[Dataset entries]
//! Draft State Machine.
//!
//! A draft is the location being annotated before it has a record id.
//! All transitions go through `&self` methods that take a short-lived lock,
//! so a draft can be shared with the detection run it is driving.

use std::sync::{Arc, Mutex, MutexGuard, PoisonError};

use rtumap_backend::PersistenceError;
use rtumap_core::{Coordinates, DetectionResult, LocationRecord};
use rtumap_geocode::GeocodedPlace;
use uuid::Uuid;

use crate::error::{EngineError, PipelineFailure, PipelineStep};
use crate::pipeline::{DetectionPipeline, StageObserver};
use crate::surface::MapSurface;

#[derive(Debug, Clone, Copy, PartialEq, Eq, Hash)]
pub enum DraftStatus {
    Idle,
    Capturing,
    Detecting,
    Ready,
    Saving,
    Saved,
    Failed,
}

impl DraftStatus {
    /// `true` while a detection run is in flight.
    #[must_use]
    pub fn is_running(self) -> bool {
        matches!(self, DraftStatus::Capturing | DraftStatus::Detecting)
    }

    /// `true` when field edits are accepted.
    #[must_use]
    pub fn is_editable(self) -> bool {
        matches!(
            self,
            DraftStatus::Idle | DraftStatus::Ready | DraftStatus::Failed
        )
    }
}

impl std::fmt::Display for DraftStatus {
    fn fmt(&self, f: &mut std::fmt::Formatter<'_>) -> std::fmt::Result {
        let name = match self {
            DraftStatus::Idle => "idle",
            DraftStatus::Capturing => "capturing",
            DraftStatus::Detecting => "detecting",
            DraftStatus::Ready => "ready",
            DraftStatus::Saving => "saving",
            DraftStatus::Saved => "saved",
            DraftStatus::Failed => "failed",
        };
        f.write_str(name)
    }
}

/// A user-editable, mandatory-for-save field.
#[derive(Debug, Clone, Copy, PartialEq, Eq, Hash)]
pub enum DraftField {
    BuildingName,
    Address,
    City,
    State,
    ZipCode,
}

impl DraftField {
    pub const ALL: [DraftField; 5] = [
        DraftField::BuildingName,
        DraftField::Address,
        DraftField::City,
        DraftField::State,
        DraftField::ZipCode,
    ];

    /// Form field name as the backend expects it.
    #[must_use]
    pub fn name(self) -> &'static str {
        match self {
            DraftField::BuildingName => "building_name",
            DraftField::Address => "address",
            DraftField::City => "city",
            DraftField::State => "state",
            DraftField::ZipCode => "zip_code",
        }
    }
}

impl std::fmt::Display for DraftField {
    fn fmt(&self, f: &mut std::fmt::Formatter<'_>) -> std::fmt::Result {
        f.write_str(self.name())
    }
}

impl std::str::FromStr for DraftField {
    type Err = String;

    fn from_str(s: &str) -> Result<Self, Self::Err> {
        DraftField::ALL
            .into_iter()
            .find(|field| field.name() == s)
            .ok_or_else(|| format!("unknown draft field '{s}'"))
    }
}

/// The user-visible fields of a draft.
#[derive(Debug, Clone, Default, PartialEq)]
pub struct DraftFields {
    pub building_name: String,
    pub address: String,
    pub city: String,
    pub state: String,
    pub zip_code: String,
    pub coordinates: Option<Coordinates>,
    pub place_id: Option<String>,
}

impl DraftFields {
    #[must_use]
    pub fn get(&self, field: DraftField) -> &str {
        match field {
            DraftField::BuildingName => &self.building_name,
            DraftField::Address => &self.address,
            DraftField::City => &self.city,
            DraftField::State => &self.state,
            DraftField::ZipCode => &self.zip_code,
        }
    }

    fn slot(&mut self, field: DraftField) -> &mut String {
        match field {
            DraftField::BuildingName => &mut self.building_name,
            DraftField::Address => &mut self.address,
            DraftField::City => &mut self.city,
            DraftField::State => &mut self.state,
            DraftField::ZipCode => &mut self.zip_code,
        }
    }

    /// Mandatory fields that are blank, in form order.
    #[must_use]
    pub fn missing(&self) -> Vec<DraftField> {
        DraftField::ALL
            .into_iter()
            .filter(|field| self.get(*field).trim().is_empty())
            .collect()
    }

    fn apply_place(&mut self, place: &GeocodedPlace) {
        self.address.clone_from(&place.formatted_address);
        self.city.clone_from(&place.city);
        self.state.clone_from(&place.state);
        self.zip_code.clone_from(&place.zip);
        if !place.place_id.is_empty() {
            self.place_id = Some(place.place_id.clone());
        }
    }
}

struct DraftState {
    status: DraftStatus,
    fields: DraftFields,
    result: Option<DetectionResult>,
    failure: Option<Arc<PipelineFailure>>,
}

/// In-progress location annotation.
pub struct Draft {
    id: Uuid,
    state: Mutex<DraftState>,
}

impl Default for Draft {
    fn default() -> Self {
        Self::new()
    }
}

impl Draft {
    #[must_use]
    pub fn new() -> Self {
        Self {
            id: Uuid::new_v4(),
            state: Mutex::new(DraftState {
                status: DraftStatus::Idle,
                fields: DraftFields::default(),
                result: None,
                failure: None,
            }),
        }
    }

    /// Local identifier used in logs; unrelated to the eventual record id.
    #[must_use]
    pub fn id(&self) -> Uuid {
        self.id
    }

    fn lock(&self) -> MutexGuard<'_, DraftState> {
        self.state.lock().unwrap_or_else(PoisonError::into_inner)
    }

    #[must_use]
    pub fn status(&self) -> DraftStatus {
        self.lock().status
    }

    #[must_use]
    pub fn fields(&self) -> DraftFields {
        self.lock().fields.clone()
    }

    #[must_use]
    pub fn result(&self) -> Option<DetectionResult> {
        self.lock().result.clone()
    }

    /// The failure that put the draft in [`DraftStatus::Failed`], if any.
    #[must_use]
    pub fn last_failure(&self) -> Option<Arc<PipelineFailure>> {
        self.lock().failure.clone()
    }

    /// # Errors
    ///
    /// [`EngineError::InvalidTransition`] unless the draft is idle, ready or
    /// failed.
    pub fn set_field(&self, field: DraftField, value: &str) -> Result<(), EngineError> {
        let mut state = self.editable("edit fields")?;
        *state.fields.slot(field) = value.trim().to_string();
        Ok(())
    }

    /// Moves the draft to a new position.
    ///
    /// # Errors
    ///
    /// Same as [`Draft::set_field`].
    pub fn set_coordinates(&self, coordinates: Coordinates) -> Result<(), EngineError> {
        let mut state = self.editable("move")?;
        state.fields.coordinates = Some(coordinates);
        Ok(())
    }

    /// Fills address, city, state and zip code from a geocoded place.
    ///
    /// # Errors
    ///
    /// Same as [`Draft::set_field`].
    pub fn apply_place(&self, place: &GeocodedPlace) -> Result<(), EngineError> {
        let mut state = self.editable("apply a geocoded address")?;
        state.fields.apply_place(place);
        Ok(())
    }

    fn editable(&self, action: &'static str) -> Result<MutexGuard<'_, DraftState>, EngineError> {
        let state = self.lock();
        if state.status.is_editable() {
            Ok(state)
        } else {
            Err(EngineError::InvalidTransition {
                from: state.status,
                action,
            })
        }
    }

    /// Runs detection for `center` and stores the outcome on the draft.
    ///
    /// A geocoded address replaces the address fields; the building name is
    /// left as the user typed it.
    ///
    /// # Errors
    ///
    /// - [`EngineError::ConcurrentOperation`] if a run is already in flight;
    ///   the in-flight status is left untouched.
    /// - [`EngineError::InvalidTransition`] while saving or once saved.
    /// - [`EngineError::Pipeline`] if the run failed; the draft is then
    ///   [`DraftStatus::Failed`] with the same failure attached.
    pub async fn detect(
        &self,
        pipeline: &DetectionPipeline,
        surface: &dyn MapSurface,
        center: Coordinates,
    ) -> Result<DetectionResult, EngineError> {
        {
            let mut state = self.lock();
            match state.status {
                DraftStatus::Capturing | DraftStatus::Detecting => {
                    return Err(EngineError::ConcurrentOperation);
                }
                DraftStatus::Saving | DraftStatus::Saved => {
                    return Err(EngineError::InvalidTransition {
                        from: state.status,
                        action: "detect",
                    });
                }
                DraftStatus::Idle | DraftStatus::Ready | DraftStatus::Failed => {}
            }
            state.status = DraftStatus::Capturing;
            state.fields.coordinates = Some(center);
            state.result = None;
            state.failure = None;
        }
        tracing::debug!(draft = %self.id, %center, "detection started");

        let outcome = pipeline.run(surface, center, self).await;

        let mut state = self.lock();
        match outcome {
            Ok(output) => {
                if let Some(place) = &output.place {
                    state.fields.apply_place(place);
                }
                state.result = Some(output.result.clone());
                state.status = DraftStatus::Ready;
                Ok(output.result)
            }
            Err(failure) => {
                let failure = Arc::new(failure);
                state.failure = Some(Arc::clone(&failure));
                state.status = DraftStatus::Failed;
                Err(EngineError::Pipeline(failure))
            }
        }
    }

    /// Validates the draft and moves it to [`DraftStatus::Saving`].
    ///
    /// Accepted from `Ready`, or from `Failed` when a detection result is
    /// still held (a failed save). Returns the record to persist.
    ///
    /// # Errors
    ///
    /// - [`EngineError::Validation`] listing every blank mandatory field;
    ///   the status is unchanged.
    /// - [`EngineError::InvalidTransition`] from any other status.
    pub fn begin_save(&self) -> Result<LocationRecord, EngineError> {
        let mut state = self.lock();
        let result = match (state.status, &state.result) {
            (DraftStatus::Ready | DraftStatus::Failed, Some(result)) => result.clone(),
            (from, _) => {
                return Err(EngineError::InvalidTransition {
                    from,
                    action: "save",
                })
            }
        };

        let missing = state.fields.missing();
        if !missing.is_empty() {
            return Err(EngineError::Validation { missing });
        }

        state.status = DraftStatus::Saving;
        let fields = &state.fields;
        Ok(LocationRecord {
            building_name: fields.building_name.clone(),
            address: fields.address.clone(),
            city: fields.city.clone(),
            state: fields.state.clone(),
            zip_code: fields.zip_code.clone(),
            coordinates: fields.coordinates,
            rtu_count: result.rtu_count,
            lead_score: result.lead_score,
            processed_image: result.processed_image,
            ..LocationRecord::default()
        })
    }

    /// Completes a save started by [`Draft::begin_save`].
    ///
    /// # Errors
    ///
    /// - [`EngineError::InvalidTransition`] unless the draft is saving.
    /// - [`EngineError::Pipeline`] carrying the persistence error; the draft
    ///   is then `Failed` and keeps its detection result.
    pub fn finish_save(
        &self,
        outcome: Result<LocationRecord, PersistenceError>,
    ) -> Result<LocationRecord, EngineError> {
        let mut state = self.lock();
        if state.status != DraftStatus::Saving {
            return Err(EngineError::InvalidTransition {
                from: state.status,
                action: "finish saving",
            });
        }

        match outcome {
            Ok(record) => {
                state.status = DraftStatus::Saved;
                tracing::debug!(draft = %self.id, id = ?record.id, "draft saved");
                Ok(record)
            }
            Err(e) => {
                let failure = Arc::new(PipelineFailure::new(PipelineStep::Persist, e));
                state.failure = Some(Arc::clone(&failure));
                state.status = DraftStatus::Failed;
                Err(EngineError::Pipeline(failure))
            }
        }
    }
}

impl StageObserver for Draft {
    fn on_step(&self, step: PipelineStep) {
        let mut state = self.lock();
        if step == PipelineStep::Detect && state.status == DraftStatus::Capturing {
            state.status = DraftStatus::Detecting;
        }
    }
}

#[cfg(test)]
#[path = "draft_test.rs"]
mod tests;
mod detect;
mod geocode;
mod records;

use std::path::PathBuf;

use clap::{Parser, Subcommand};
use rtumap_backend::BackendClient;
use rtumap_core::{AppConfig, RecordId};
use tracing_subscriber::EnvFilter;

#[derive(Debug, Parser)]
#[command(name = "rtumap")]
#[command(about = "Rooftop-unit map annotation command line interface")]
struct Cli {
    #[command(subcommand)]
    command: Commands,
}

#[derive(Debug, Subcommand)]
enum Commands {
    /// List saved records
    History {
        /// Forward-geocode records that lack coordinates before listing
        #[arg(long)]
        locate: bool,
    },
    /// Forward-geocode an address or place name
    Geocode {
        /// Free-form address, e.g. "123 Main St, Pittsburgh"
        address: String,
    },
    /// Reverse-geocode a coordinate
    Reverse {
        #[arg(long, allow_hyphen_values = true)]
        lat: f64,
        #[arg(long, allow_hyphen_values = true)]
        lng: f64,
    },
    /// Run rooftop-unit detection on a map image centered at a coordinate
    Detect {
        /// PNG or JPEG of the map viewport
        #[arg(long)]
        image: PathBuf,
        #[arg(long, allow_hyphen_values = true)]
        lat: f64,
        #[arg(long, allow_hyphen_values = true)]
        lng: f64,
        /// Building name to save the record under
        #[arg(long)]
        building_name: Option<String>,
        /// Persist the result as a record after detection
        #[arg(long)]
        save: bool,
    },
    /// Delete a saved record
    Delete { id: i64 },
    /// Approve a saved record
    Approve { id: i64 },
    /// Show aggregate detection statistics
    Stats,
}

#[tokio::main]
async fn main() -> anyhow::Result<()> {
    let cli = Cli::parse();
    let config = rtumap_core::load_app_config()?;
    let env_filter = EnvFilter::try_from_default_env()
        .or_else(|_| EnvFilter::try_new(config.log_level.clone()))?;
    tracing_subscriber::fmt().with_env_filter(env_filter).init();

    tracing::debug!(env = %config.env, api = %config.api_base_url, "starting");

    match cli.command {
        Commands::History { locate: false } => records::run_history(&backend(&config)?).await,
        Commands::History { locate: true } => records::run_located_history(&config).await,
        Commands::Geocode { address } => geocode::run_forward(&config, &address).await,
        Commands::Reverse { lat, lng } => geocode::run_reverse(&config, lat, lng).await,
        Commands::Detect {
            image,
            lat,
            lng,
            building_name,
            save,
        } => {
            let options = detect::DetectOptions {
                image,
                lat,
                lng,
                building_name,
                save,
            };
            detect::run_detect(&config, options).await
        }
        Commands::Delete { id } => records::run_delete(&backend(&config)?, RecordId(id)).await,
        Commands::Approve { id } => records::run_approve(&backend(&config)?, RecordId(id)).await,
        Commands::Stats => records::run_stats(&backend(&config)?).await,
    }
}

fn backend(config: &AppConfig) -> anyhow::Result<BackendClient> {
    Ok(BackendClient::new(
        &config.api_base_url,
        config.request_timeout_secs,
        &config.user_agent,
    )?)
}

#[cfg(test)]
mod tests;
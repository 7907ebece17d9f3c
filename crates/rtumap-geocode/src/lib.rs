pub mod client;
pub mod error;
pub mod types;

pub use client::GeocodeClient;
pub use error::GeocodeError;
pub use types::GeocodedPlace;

Try it
Where the string "then" turns up in a line of the data above, copy that whole line.

Answer to the exercise
    /// - [`EngineError::Pipeline`] if the run failed; the draft is then
    ///   is then `Failed` and keeps its detection result.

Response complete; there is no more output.